→ What to produce
Identify and copy all lines of the material where the string "PartialEq" is found.

→ Available records
------------

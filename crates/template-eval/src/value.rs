//! The dynamic runtime `Value` model (§3.3, §4.7, §4.8).

use std::fmt;
use std::sync::Arc;

use indexmap::IndexMap;

/// An opaque host-supplied composite with field lookup by name.
///
/// This is the "reflection shim" described in the design notes: the
/// only seam where the core is allowed to ask a host type about its own
/// fields. A host implements this trait once for each struct it wants
/// to expose as a template `Record`, rather than the engine attempting
/// generic reflection over arbitrary Rust types.
pub trait Record: fmt::Debug + Send + Sync {
    /// Looks up a field by its exact declared Rust name.
    fn field(&self, name: &str) -> Option<Value>;

    /// Every field name this record exposes, used for the
    /// case-insensitive fallback match in §4.7.
    fn field_names(&self) -> Vec<&'static str>;

    /// Serialisation aliases (e.g. `json:"name"`-style tags), mapping
    /// alias -> canonical field name. Empty by default.
    fn aliases(&self) -> &[(&'static str, &'static str)] {
        &[]
    }

    /// Calendar fields for a time-like record. A host type representing
    /// a timestamp implements this so it stringifies as
    /// `YYYY-MM-DD HH:MM:SS` (§4.8) instead of the generic field-map
    /// form. `None` by default.
    fn as_time_like(&self) -> Option<TimeLike> {
        None
    }
}

/// Decomposed calendar fields used for the default time-like display
/// pattern `YYYY-MM-DD HH:MM:SS`.
#[derive(Debug, Clone, Copy, PartialEq, Eq)]
pub struct TimeLike {
    pub year: i32,
    pub month: u8,
    pub day: u8,
    pub hour: u8,
    pub minute: u8,
    pub second: u8,
}

impl TimeLike {
    fn format(&self) -> String {
        format!(
            "{:04}-{:02}-{:02} {:02}:{:02}:{:02}",
            self.year, self.month, self.day, self.hour, self.minute, self.second
        )
    }
}

/// The dynamic tagged union every template expression evaluates to.
#[derive(Debug, Clone)]
pub enum Value {
    Nil,
    Bool(bool),
    Int(i64),
    Float(f64),
    Str(String),
    Seq(Vec<Value>),
    Map(IndexMap<String, Value>),
    Record(Arc<dyn Record>),
}

impl PartialEq for Value {
    fn eq(&self, other: &Value) -> bool {
        use Value::*;
        match (self, other) {
            (Nil, Nil) => true,
            (Bool(a), Bool(b)) => a == b,
            (Int(a), Int(b)) => a == b,
            (Float(a), Float(b)) => a == b,
            (Int(a), Float(b)) | (Float(b), Int(a)) => *a as f64 == *b,
            (Str(a), Str(b)) => a == b,
            (Seq(a), Seq(b)) => a == b,
            (Map(a), Map(b)) => a == b,
            (Record(a), Record(b)) => Arc::ptr_eq(a, b),
            _ => false,
        }
    }
}

impl Value {
    /// A stable, lowercase name for error messages (`AddTypes`, etc).
    pub fn type_name(&self) -> &'static str {
        match self {
            Value::Nil => "nil",
            Value::Bool(_) => "bool",
            Value::Int(_) => "int",
            Value::Float(_) => "float",
            Value::Str(_) => "string",
            Value::Seq(_) => "sequence",
            Value::Map(_) => "map",
            Value::Record(_) => "record",
        }
    }

    /// Truthiness per §4.7: `Nil` false, numeric non-zero, string/seq/map
    /// non-empty, `Record` always true.
    pub fn truthy(&self) -> bool {
        match self {
            Value::Nil => false,
            Value::Bool(b) => *b,
            Value::Int(i) => *i != 0,
            Value::Float(f) => *f != 0.0,
            Value::Str(s) => !s.is_empty(),
            Value::Seq(items) => !items.is_empty(),
            Value::Map(map) => !map.is_empty(),
            Value::Record(_) => true,
        }
    }

    /// Iterates this value as `(key_or_index, element)` pairs, per the
    /// iteration rules in §4.7. `Seq` yields `(Int(index), item)`; `Map`
    /// yields `(Str(key), value)`; `Str` yields `(Int(index), char)`.
    /// `Record` is not iterable.
    pub fn iter_pairs(&self) -> Result<Vec<(Value, Value)>, &'static str> {
        match self {
            Value::Seq(items) => Ok(items
                .iter()
                .enumerate()
                .map(|(i, v)| (Value::Int(i as i64), v.clone()))
                .collect()),
            Value::Map(map) => Ok(map
                .iter()
                .map(|(k, v)| (Value::Str(k.clone()), v.clone()))
                .collect()),
            Value::Str(s) => Ok(s
                .chars()
                .enumerate()
                .map(|(i, c)| (Value::Int(i as i64), Value::Str(c.to_string())))
                .collect()),
            other => Err(other.type_name()),
        }
    }

    /// The §4.8 string form used when writing a value to output, and
    /// when converting filter arguments to the strings filters receive.
    pub fn display_string(&self) -> String {
        self.to_string()
    }
}

impl fmt::Display for Value {
    fn fmt(&self, f: &mut fmt::Formatter<'_>) -> fmt::Result {
        match self {
            Value::Nil => write!(f, ""),
            Value::Bool(b) => write!(f, "{b}"),
            Value::Int(i) => write!(f, "{i}"),
            Value::Float(n) => {
                if n.fract() == 0.0 && n.is_finite() {
                    write!(f, "{}", *n as i64)
                } else {
                    write!(f, "{n}")
                }
            }
            Value::Str(s) => write!(f, "{s}"),
            Value::Seq(items) => {
                write!(f, "[")?;
                for (i, item) in items.iter().enumerate() {
                    if i > 0 {
                        write!(f, ",")?;
                    }
                    write_json_like(f, item)?;
                }
                write!(f, "]")
            }
            Value::Map(_) => {
                write!(f, "{{")?;
                write_map_like(f, self)?;
                write!(f, "}}")
            }
            Value::Record(record) => match record.as_time_like() {
                Some(t) => write!(f, "{}", t.format()),
                None => {
                    write!(f, "{{")?;
                    write_map_like(f, self)?;
                    write!(f, "}}")
                }
            },
        }
    }
}

fn write_json_like(f: &mut fmt::Formatter<'_>, value: &Value) -> fmt::Result {
    match value {
        Value::Str(s) => write!(f, "\"{s}\""),
        Value::Map(_) => {
            write!(f, "{{")?;
            write_map_like(f, value)?;
            write!(f, "}}")
        }
        Value::Record(record) => match record.as_time_like() {
            Some(t) => write!(f, "\"{}\"", t.format()),
            None => {
                write!(f, "{{")?;
                write_map_like(f, value)?;
                write!(f, "}}")
            }
        },
        other => write!(f, "{other}"),
    }
}

fn write_map_like(f: &mut fmt::Formatter<'_>, value: &Value) -> fmt::Result {
    match value {
        Value::Map(map) => {
            for (i, (k, v)) in map.iter().enumerate() {
                if i > 0 {
                    write!(f, ",")?;
                }
                write!(f, "\"{k}\":")?;
                write_json_like(f, v)?;
            }
            Ok(())
        }
        Value::Record(record) => {
            for (i, name) in record.field_names().iter().enumerate() {
                if i > 0 {
                    write!(f, ",")?;
                }
                let field = record.field(name).unwrap_or(Value::Nil);
                write!(f, "\"{name}\":")?;
                write_json_like(f, &field)?;
            }
            Ok(())
        }
        _ => Ok(()),
    }
}

#[cfg(feature = "json")]
impl TryFrom<serde_json::Value> for Value {
    type Error = &'static str;

    fn try_from(json: serde_json::Value) -> Result<Self, Self::Error> {
        Ok(match json {
            serde_json::Value::Null => Value::Nil,
            serde_json::Value::Bool(b) => Value::Bool(b),
            serde_json::Value::Number(n) => {
                if let Some(i) = n.as_i64() {
                    Value::Int(i)
                } else if n.as_u64().is_some() {
                    // Fits u64 but not i64: genuinely out of signed
                    // 64-bit range, not just a formatting quirk. Don't
                    // fall through to `as_f64`, which would silently
                    // round it into an approximate float.
                    return Err("integer overflow: unsigned value exceeds signed 64-bit range");
                } else if let Some(f) = n.as_f64() {
                    Value::Float(f)
                } else {
                    return Err("number out of range");
                }
            }
            serde_json::Value::String(s) => Value::Str(s),
            serde_json::Value::Array(items) => {
                let mut out = Vec::with_capacity(items.len());
                for item in items {
                    out.push(Value::try_from(item)?);
                }
                Value::Seq(out)
            }
            serde_json::Value::Object(map) => {
                let mut out = IndexMap::with_capacity(map.len());
                for (k, v) in map {
                    out.insert(k, Value::try_from(v)?);
                }
                Value::Map(out)
            }
        })
    }
}

#[cfg(test)]
mod tests {
    use super::*;

    #[test]
    fn integral_floats_print_without_decimal_point() {
        assert_eq!(Value::Float(5.0).to_string(), "5");
        assert_eq!(Value::Float(5.5).to_string(), "5.5");
    }

    #[test]
    fn nil_only_equals_nil() {
        assert_eq!(Value::Nil, Value::Nil);
        assert_ne!(Value::Nil, Value::Bool(false));
        assert_ne!(Value::Nil, Value::Int(0));
    }

    #[test]
    fn int_float_equality_uses_numeric_promotion() {
        assert_eq!(Value::Int(2), Value::Float(2.0));
    }

    #[test]
    fn truthiness_rules() {
        assert!(!Value::Nil.truthy());
        assert!(!Value::Int(0).truthy());
        assert!(Value::Int(1).truthy());
        assert!(!Value::Str(String::new()).truthy());
        assert!(Value::Str("x".into()).truthy());
        assert!(!Value::Seq(vec![]).truthy());
    }

    #[test]
    fn map_output_is_json_like() {
        let mut map = IndexMap::new();
        map.insert("a".to_string(), Value::Int(1));
        map.insert("b".to_string(), Value::Str("x".into()));
        assert_eq!(Value::Map(map).to_string(), "{\"a\":1,\"b\":\"x\"}");
    }

    #[cfg(feature = "json")]
    #[test]
    fn converts_from_serde_json() {
        let json = serde_json::json!({"name": "alice", "age": 30, "tags": ["a","b"]});
        let value = Value::try_from(json).unwrap();
        let Value::Map(map) = value else { panic!("expected map") };
        assert_eq!(map.get("name"), Some(&Value::Str("alice".into())));
        assert_eq!(map.get("age"), Some(&Value::Int(30)));
    }

    #[cfg(feature = "json")]
    #[test]
    fn unsigned_integer_beyond_i64_range_is_rejected() {
        let json = serde_json::json!(u64::MAX);
        assert!(Value::try_from(json).is_err());
    }

    #[derive(Debug)]
    struct Timestamp;

    impl Record for Timestamp {
        fn field(&self, _name: &str) -> Option<Value> {
            None
        }

        fn field_names(&self) -> Vec<&'static str> {
            Vec::new()
        }

        fn as_time_like(&self) -> Option<TimeLike> {
            Some(TimeLike {
                year: 2024,
                month: 1,
                day: 2,
                hour: 3,
                minute: 4,
                second: 5,
            })
        }
    }

    #[test]
    fn time_like_record_uses_the_default_display_pattern() {
        let value = Value::Record(Arc::new(Timestamp));
        assert_eq!(value.to_string(), "2024-01-02 03:04:05");
    }
}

------------

→ Task output
#[derive(Debug, Clone, Copy, PartialEq, Eq)]
impl PartialEq for Value {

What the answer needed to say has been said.